### Records contained in a dataset

====

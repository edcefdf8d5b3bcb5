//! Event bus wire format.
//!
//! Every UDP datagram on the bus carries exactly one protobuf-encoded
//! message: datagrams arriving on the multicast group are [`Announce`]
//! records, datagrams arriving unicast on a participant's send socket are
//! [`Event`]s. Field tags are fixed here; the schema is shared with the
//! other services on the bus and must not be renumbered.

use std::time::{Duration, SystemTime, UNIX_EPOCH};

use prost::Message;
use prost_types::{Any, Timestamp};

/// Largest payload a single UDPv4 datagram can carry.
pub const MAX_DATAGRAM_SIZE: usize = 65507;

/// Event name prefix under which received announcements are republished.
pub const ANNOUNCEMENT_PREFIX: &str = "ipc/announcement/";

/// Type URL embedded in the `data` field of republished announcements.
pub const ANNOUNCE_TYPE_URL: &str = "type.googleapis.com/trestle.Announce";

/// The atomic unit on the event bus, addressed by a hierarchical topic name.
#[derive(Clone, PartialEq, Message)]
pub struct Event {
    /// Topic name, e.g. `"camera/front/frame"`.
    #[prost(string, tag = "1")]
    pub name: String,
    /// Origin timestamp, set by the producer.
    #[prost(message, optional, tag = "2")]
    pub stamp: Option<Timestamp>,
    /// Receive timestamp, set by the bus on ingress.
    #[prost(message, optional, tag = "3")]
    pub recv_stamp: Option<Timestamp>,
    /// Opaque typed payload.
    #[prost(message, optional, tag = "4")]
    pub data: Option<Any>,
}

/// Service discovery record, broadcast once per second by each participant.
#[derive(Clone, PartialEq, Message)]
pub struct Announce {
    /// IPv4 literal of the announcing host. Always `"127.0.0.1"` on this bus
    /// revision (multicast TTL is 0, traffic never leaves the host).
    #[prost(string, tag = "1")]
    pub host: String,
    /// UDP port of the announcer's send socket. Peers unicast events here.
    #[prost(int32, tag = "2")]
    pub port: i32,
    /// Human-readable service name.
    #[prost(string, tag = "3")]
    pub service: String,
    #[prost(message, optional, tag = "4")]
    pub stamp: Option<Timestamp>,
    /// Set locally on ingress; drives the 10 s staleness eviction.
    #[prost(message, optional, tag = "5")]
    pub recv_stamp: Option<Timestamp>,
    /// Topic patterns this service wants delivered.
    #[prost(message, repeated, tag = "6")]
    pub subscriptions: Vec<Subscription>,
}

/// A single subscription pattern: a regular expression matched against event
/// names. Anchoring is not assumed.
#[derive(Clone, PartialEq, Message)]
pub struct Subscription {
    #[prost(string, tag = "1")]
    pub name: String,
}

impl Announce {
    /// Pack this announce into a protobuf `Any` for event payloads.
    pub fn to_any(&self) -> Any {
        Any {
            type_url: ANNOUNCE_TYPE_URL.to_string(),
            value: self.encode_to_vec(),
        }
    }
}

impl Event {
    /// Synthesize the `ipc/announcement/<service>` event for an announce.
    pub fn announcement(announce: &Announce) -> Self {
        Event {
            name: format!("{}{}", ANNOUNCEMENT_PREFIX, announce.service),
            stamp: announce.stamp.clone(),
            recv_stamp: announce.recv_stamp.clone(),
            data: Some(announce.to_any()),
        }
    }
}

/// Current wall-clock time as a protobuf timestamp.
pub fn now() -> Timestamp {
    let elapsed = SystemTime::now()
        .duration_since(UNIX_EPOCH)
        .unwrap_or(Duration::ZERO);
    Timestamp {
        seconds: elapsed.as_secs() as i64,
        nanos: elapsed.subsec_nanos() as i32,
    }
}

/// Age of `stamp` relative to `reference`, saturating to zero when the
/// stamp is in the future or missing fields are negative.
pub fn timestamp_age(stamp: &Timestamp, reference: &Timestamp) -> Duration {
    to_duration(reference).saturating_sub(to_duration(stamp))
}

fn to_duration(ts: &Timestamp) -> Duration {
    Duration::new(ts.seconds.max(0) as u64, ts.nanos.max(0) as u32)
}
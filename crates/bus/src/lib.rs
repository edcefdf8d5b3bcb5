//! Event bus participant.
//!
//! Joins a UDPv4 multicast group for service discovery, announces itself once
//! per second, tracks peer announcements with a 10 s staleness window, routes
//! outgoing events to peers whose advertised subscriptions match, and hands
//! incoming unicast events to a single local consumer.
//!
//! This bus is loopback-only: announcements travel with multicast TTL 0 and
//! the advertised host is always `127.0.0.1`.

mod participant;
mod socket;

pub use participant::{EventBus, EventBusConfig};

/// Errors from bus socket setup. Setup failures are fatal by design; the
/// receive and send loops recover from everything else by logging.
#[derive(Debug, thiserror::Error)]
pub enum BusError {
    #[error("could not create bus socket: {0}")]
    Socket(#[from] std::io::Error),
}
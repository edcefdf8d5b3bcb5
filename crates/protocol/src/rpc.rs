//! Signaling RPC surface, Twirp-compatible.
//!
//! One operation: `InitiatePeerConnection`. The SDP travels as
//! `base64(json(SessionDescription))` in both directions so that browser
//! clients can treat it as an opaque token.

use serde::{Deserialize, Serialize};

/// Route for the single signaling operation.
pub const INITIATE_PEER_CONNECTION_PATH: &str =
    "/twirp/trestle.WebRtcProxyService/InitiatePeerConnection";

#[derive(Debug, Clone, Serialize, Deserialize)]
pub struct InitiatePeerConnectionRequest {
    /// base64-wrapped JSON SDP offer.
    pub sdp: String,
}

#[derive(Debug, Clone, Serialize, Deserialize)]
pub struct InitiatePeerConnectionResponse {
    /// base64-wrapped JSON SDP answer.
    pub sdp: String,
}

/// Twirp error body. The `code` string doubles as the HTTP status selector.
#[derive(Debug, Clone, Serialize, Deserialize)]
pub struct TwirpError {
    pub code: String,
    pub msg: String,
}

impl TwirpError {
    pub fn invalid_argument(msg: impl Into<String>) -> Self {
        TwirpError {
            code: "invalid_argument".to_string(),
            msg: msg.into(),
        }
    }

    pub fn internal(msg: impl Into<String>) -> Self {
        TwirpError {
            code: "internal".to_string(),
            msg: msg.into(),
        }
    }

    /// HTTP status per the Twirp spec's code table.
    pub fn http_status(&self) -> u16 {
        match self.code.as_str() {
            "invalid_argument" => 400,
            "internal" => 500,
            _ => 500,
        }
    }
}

====

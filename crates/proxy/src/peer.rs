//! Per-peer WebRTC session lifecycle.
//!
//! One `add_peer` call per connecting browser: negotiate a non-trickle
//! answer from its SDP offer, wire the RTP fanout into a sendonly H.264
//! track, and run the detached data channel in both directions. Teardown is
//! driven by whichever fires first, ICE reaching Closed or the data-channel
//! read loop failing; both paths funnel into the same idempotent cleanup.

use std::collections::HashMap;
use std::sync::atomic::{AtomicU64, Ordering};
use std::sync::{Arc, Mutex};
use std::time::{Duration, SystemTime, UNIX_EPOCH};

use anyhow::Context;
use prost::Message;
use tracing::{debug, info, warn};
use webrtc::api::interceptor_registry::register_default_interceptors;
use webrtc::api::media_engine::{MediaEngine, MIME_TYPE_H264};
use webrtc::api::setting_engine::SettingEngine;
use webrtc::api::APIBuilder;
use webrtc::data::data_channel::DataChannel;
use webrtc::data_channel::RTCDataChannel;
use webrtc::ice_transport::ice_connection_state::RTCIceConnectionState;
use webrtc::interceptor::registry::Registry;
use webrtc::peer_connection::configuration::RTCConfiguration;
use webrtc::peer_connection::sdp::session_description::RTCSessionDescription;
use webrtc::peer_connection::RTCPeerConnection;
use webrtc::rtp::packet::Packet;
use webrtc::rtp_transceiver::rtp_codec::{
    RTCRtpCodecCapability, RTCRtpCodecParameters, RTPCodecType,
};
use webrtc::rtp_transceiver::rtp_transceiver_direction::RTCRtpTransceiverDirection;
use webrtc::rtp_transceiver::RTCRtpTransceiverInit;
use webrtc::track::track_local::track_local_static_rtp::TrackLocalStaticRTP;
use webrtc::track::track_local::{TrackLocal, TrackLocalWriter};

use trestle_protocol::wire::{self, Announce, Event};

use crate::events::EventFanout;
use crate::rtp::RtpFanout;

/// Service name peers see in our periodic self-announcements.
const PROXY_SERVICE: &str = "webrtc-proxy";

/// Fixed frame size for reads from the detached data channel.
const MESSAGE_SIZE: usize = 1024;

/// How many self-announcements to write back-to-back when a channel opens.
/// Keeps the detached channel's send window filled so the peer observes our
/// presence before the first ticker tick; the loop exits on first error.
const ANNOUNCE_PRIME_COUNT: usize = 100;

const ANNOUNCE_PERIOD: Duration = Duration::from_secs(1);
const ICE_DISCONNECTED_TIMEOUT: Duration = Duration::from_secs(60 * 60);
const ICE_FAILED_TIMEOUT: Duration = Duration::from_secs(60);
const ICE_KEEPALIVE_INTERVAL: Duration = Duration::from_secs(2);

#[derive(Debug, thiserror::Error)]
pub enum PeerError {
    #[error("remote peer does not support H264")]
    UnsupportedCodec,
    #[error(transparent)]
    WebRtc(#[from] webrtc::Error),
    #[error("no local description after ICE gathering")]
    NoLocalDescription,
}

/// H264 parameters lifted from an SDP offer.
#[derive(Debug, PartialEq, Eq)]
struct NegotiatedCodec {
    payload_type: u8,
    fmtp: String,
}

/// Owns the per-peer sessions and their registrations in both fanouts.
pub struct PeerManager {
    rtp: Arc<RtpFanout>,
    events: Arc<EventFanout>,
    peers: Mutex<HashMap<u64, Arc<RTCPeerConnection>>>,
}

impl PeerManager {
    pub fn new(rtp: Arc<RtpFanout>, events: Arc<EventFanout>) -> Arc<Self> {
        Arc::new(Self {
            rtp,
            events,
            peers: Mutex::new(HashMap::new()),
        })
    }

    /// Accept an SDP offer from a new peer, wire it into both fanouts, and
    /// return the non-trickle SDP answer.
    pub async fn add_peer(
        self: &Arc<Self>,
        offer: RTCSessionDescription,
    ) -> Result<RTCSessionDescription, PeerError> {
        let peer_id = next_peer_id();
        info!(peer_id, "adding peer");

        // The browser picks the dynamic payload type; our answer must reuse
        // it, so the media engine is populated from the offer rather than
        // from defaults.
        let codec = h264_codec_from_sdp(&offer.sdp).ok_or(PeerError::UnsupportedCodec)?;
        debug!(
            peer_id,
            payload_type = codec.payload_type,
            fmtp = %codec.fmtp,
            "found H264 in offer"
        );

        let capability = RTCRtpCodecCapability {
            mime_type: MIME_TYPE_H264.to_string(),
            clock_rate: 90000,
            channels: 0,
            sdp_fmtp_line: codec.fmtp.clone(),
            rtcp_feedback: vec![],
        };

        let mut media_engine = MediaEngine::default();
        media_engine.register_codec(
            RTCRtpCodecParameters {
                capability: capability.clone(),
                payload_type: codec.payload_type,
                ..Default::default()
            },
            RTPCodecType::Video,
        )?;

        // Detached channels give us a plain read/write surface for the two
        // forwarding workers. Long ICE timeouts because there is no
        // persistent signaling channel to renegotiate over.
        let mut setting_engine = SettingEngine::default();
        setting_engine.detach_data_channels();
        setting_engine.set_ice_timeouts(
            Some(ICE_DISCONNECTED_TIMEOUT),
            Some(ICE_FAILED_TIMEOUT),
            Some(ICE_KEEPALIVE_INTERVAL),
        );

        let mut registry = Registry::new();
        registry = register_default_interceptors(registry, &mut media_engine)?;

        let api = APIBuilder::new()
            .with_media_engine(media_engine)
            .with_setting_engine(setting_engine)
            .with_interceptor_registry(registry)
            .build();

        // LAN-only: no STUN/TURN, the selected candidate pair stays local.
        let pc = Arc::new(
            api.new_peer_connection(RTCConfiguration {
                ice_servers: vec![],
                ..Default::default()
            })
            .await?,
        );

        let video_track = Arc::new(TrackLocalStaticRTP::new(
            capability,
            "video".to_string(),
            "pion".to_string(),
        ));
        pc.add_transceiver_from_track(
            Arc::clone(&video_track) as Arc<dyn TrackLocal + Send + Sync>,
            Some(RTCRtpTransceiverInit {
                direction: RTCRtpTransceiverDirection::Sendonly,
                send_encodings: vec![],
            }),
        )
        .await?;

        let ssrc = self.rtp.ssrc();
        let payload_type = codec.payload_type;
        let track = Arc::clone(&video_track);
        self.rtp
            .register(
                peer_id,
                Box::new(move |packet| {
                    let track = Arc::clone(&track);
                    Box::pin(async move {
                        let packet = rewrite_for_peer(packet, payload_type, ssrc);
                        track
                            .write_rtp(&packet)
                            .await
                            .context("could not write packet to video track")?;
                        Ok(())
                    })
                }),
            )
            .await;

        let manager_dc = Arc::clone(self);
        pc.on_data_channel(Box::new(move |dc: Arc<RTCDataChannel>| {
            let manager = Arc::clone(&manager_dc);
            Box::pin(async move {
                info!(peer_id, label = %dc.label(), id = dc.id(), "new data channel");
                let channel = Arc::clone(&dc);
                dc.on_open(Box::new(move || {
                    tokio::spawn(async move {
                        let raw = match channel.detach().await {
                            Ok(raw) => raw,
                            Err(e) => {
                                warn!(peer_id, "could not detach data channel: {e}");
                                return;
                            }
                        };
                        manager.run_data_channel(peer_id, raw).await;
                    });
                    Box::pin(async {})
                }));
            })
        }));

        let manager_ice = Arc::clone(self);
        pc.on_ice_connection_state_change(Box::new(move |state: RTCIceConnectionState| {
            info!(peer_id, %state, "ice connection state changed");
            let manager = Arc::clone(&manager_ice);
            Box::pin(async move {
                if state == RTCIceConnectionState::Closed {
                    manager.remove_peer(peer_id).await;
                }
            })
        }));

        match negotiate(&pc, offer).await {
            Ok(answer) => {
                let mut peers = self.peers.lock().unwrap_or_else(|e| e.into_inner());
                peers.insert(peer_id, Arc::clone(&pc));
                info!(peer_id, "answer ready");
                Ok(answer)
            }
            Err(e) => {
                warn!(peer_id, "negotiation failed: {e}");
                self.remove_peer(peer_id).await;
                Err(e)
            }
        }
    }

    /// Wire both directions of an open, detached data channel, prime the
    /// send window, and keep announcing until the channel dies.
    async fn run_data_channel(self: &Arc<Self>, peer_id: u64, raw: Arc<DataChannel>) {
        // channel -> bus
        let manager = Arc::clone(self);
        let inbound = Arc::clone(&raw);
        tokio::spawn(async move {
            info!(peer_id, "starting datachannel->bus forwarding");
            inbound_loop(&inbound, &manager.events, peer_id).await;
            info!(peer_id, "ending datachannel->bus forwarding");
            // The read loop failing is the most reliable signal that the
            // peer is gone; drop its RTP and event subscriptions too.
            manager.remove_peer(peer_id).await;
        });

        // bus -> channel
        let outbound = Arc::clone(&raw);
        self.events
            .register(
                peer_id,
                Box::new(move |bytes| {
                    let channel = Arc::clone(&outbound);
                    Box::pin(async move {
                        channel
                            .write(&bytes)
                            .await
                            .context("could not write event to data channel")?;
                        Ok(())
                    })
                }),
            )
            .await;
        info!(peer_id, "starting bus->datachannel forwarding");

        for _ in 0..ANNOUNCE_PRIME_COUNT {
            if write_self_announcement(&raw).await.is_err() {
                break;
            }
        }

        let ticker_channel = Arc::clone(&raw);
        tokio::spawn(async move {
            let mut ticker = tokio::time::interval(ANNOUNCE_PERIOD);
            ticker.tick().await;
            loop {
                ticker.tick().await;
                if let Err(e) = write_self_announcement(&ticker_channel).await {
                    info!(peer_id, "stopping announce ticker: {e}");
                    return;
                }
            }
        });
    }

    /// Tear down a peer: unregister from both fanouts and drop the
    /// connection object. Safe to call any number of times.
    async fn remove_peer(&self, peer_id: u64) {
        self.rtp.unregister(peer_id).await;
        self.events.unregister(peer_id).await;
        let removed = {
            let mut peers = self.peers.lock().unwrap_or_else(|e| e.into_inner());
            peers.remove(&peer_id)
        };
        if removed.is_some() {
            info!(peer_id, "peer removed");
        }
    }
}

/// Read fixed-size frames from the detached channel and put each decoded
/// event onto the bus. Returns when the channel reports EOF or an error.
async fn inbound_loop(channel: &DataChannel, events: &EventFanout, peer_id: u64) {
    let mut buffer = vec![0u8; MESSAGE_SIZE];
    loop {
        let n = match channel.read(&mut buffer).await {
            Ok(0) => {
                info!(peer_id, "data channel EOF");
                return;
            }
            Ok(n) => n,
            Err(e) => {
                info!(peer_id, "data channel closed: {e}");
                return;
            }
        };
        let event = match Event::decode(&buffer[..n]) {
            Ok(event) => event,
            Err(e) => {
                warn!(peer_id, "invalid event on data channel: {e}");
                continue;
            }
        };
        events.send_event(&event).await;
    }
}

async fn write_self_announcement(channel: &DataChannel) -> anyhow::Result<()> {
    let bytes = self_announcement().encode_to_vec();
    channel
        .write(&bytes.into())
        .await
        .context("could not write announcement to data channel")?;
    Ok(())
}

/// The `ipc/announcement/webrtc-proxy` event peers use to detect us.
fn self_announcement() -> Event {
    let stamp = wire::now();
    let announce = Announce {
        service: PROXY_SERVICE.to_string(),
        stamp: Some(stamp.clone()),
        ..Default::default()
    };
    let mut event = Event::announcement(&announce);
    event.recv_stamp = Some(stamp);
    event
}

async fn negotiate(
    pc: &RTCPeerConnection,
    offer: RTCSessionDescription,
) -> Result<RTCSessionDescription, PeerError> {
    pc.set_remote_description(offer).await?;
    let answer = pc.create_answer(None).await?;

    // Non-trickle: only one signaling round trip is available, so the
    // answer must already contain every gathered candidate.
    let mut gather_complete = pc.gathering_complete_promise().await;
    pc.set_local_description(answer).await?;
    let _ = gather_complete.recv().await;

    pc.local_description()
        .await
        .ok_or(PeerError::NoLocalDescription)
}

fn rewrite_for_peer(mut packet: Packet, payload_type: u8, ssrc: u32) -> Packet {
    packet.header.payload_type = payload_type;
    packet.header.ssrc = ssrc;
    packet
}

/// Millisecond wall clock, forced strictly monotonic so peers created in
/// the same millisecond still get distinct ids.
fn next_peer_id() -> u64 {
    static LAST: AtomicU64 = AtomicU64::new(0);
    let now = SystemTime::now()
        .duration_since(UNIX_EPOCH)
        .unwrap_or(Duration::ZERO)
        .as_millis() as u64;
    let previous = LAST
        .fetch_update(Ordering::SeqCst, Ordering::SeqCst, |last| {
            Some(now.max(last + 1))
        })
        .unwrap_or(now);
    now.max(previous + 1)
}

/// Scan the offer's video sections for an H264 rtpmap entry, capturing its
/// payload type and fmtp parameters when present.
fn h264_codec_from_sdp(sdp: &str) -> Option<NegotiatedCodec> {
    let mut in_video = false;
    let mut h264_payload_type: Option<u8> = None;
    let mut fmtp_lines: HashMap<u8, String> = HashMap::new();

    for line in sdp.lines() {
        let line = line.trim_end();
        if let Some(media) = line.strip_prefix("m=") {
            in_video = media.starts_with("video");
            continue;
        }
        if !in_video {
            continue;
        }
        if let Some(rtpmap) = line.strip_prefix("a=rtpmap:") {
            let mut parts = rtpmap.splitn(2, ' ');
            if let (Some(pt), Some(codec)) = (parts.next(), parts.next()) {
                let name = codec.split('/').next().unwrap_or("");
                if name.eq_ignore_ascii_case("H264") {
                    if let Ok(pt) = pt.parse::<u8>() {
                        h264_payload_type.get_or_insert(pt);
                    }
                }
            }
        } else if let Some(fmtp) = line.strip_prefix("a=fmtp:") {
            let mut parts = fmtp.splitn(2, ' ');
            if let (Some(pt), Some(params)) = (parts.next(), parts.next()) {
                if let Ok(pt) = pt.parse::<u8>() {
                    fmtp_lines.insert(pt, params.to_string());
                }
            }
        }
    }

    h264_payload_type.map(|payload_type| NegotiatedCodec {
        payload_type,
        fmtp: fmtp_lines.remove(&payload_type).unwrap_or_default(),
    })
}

====

### Task requirements
Each line above that contains the word "RTCSessionDescription" must be copied.

### Response area
use webrtc::peer_connection::sdp::session_description::RTCSessionDescription;
        offer: RTCSessionDescription,
    ) -> Result<RTCSessionDescription, PeerError> {
    offer: RTCSessionDescription,
) -> Result<RTCSessionDescription, PeerError> {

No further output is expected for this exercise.